The retention time of Taverniera cuneifolia and Glycyrrhiza glabra root extracts was 2.753 and 2.734 respectively (Figure 5).

The mean assay value of TC at 150 ppm with % RSD was 0.83 whereas the mean assay value of GG at 850 ppm with % RSD was 0.77. As a result, it was found that the procedure was more selective and specific.

Three replicates of glycyrrhizin were taken in the range of 50 ng/mL, 100 ng/mL and 200 ng/mL for recovery determination and the mean recovery obtained was 89 %.

The percent RSD for intra-day and inter-day precision for Glycyrrhizin were 0.81 and 0.48 percent, respectively (Table 1).

Limit of detection (LOD) and limits of quantitation (LOQ)

The LOD and LOQ of Glycyrrhizin were discovered to be 2 ng/mL and 5.0 ng/mL respectively (Table 1).

Glycyrrhizin quantification in plant extracts using LC-MS/MS

The proposed method was utilised to assess the concentration of glycyrrhizin in plant root extracts from TC and GG. It was found that the content of glycyrrhizin was 8,681,997.68 ng/mL in GG root extract and 153,072.85 ng/mL in TC root extract respectively (Table 2). This will be the first report of a validated technique for rapid detection and quantification of glycyrrhizin in TC root extract versus GG.

Discussion

Licorice (Glycyrrhiza glabra), also known as Mulethi or Yastimadhu, is a well-known medicinal plant around the world for its flavoring and therapeutic benefits and is employed in about 1250 herbal formulas. Ethnobotanical and Ayurvedic research states that T. cuneifolia (Jalaj Yashtimadu) is utilized as an alternative for G. glabra (Sthalaj Yashtimadu). Consequently, to prove whether T. cuneifolia could be used as an alternative of standard drug Glycyrrhiza glabra, a protocol was developed to estimate glycyrrhizin in T. cuneifolia.
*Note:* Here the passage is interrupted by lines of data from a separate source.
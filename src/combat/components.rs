//! Combat domain: fighter components and the action state machine.

use bevy::prelude::*;

/// Marks the human-controlled fighter.
#[derive(Component, Debug)]
pub struct Player;

/// Marks the AI-controlled fighter.
#[derive(Component, Debug)]
pub struct Rival;

/// Hitbox extents shared by both fighters.
#[derive(Component, Debug, Clone, Copy)]
pub struct Fighter {
    pub width: f32,
    pub height: f32,
}

/// Health pool for a fighter.
///
/// `current` is allowed to go negative between a killing blow and the
/// terminal check that consumes it; only the reporting accessors clamp.
#[derive(Component, Debug, Clone)]
pub struct Health {
    pub current: f32,
    pub max: f32,
}

impl Health {
    pub fn new(max: f32) -> Self {
        Self { current: max, max }
    }

    pub fn damage(&mut self, amount: f32) {
        self.current -= amount;
    }

    pub fn heal(&mut self, amount: f32) {
        self.current = (self.current + amount).min(self.max);
    }

    pub fn is_dead(&self) -> bool {
        self.current <= 0.0
    }

    /// Clamped value for display.
    pub fn display(&self) -> f32 {
        self.current.clamp(0.0, self.max)
    }

    /// Clamped fraction for health bars.
    pub fn percent(&self) -> f32 {
        (self.current / self.max).clamp(0.0, 1.0)
    }
}

/// Per-tick velocity, integrated by the owning resolver.
#[derive(Component, Debug, Default, Clone, Copy)]
pub struct Velocity(pub Vec2);

/// Horizontal orientation; determines attack direction and sprite mirroring.
#[derive(Component, Debug, Clone, Copy, PartialEq, Eq, Default)]
pub enum Facing {
    #[default]
    Right,
    Left,
}

impl Facing {
    pub fn sign(self) -> f32 {
        match self {
            Facing::Right => 1.0,
            Facing::Left => -1.0,
        }
    }

    /// Facing that looks from `from_x` toward `to_x`.
    pub fn toward(from_x: f32, to_x: f32) -> Self {
        if to_x > from_x {
            Facing::Right
        } else {
            Facing::Left
        }
    }
}

/// Frames during which the fighter cannot act.
#[derive(Component, Debug, Default, Clone)]
pub struct Stun {
    pub frames: u32,
}

impl Stun {
    pub fn is_stunned(&self) -> bool {
        self.frames > 0
    }

    pub fn tick(&mut self) {
        self.frames = self.frames.saturating_sub(1);
    }
}

/// Countdown used by frame-gated attacks to fire their hit check at a fixed
/// offset inside the animation.
#[derive(Component, Debug, Default, Clone)]
pub struct AttackFrame(pub u32);

/// Mutually exclusive action tag; exactly one is active per fighter at any
/// tick. Transitions go through [`ActionState::apply`].
#[derive(Component, Debug, Clone, Copy, PartialEq, Eq, Default)]
pub enum ActionState {
    #[default]
    Idle,
    Moving,
    Dashing,
    Barrage,
    Hurt,
    Dead,
    Attacking,
    Teleporting,
    PreparingTimeStop,
    StarFinger,
    HeavyPunch,
    SpecialMove,
}

/// Inputs to the transition table.
#[derive(Debug, Clone, Copy, PartialEq, Eq)]
pub enum ActionTrigger {
    Walk,
    Halt,
    StartBarrage,
    StartStarFinger,
    StartHeavyPunch,
    StartVolley,
    BeginTimeStopPrep,
    ResolveTimeStopPrep,
    FinishAttack,
    FinishBarrage,
    ForceSpecial,
    FinishSpecial,
    Struck,
    StunExpired,
    Defeat,
}

impl ActionState {
    /// States from which a new ability may be started.
    pub fn interruptible(self) -> bool {
        matches!(self, ActionState::Idle | ActionState::Moving)
    }

    /// States that refuse jump and movement input.
    pub fn committed_attack(self) -> bool {
        matches!(
            self,
            ActionState::Barrage
                | ActionState::StarFinger
                | ActionState::HeavyPunch
                | ActionState::SpecialMove
        )
    }

    /// Transition table: `from-state x trigger -> to-state`.
    /// Returns `None` for transitions the state machine does not allow.
    pub fn apply(self, trigger: ActionTrigger) -> Option<ActionState> {
        use ActionState::*;
        use ActionTrigger::*;

        match (self, trigger) {
            (Dead, _) => None,
            (_, Defeat) => Some(Dead),
            (_, ForceSpecial) => Some(SpecialMove),
            (Idle | Moving, Walk) => Some(Moving),
            (Idle | Moving, Halt) => Some(Idle),
            (s, StartBarrage) if s.interruptible() => Some(Barrage),
            (s, StartStarFinger) if s.interruptible() => Some(StarFinger),
            (s, StartHeavyPunch) if s.interruptible() => Some(HeavyPunch),
            (s, StartVolley) if s.interruptible() => Some(Attacking),
            (s, BeginTimeStopPrep) if s.interruptible() => Some(PreparingTimeStop),
            (PreparingTimeStop | Teleporting, ResolveTimeStopPrep) => Some(Idle),
            (StarFinger | HeavyPunch | Attacking, FinishAttack) => Some(Idle),
            (Barrage, FinishBarrage) => Some(Idle),
            (SpecialMove, FinishSpecial) => Some(Idle),
            (s, Struck) if s != SpecialMove => Some(Hurt),
            (Hurt, StunExpired) => Some(Idle),
            _ => None,
        }
    }

    /// Apply a trigger in place when the table allows it; returns whether a
    /// transition happened.
    pub fn try_transition(&mut self, trigger: ActionTrigger) -> bool {
        match self.apply(trigger) {
            Some(next) => {
                *self = next;
                true
            }
            None => false,
        }
    }
}
//! Input domain: the abstract per-tick input snapshot and its device-side
//! sampler.
//!
//! The simulation consumes only [`FightInput`]; the sampler system is the
//! sole place that touches keyboard/mouse state. Edge flags are latched on
//! the render schedule and cleared by the simulation at the end of each
//! tick, so a press between two fixed ticks is never lost.

use bevy::prelude::*;

/// Snapshot of held keys and edge-triggered presses for one tick.
#[derive(Resource, Debug, Default, Clone)]
pub struct FightInput {
    // Held.
    pub left: bool,
    pub right: bool,
    pub barrage_held: bool,
    pub counter_held: bool,
    // Edges.
    pub jump_pressed: bool,
    pub star_finger_pressed: bool,
    pub heavy_punch_pressed: bool,
    pub pause_pressed: bool,
    pub skip_pressed: bool,
    pub confirm_pressed: bool,
    pub restart_pressed: bool,
}

impl FightInput {
    pub fn clear_edges(&mut self) {
        self.jump_pressed = false;
        self.star_finger_pressed = false;
        self.heavy_punch_pressed = false;
        self.pause_pressed = false;
        self.skip_pressed = false;
        self.confirm_pressed = false;
        self.restart_pressed = false;
    }
}

/// Device-side collaborator: fills [`FightInput`] from keyboard and mouse.
pub struct InputPlugin;

impl Plugin for InputPlugin {
    fn build(&self, app: &mut App) {
        app.add_systems(Update, sample_input);
    }
}

pub(crate) fn sample_input(
    keyboard: Res<ButtonInput<KeyCode>>,
    mouse: Res<ButtonInput<MouseButton>>,
    mut input: ResMut<FightInput>,
) {
    input.left = keyboard.pressed(KeyCode::KeyA) || keyboard.pressed(KeyCode::ArrowLeft);
    input.right = keyboard.pressed(KeyCode::KeyD) || keyboard.pressed(KeyCode::ArrowRight);
    input.barrage_held = mouse.pressed(MouseButton::Left) || keyboard.pressed(KeyCode::KeyJ);
    input.counter_held = keyboard.pressed(KeyCode::KeyQ);

    // Latched until the simulation flushes them at tick end.
    input.jump_pressed |=
        keyboard.just_pressed(KeyCode::KeyW) || keyboard.just_pressed(KeyCode::Space);
    input.star_finger_pressed |= keyboard.just_pressed(KeyCode::KeyC);
    input.heavy_punch_pressed |= keyboard.just_pressed(KeyCode::KeyX);
    input.pause_pressed |= keyboard.just_pressed(KeyCode::Escape);
    input.skip_pressed |= keyboard.just_pressed(KeyCode::KeyX);
    input.confirm_pressed |= keyboard.just_pressed(KeyCode::Enter);
    input.restart_pressed |= keyboard.just_pressed(KeyCode::KeyR);
}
In comparison to G. glabra, the new approach reveals that Taverniera cuneifolia has a substantial amount of glycyrrhizin. The significance of this study lies in the fact that, for the first time, the measurement of glycyrrhizin in T. cuneifolia relative to G. glabra was standardized and confirmed using LC-MS/MS, while the data available to date are limited to HPTLC analysis with no quantitative calculation. In order to standardize this technique, ammonium acetate buffer (20 mM) was used for better resolution and absolute peak of Glycyrrhizin. The validation of Glycyrrhizin in T. cuneifolia opines a new avenue in various pharmaceutical industry as an anti-inflammatory, anti-allergic, anti-cancer agent [15, 22, 23, 24, 27] and as a herbal supplement for cough syrups, chewing gums, beverages, and candies. It even opens the feasibility of using T. cuneifolia as and an alternative to 1250 herbal formulations made by G. glabra. Thus, Taverniera cuneifolia is a prospective plant for the present and future, with a wide range of industrial uses.

Conclusion

The development and validation of a sensitive and efficient LC-MS/MS approach for identifying the glycyrrhizin content in Taverniera cuneifolia has been established.

The method has been validated for investigating active principles in the complex mixture of herbal ingredients. The method could be extended to include marker-based standardisation of other herbal products containing Glycyrrhizin.

The technique was found to be easy, sensitive, precise, accurate, specific and it could be employed for routine quality monitoring of herbal raw materials as well as the quantification of Glycyrrhizin in plant materials. The validated LC-MS/MS process is useful for routine quality control analysis.

Declarations

Author contribution statement

Mannu Dwivedi: Preliminary Analysis and interpreted the data; Contributed reagents, materials, analysis tools or data; Wrote the paper.

Shailendra Rane: Performed the experiments; Contributed reagents, materials, analysis tools or data.

Padamnabhi S. Nagar: Conceived and designed the experiments.

Funding statement

This work was supported by the National Medicinal Plant Board, AYUSH, Government of India.

Data availability statement

Data included in article/supplementary material/referenced in article.

Declaration of interests statement

The authors declare no conflict of interest.

Additional information

No additional information is available for this paper.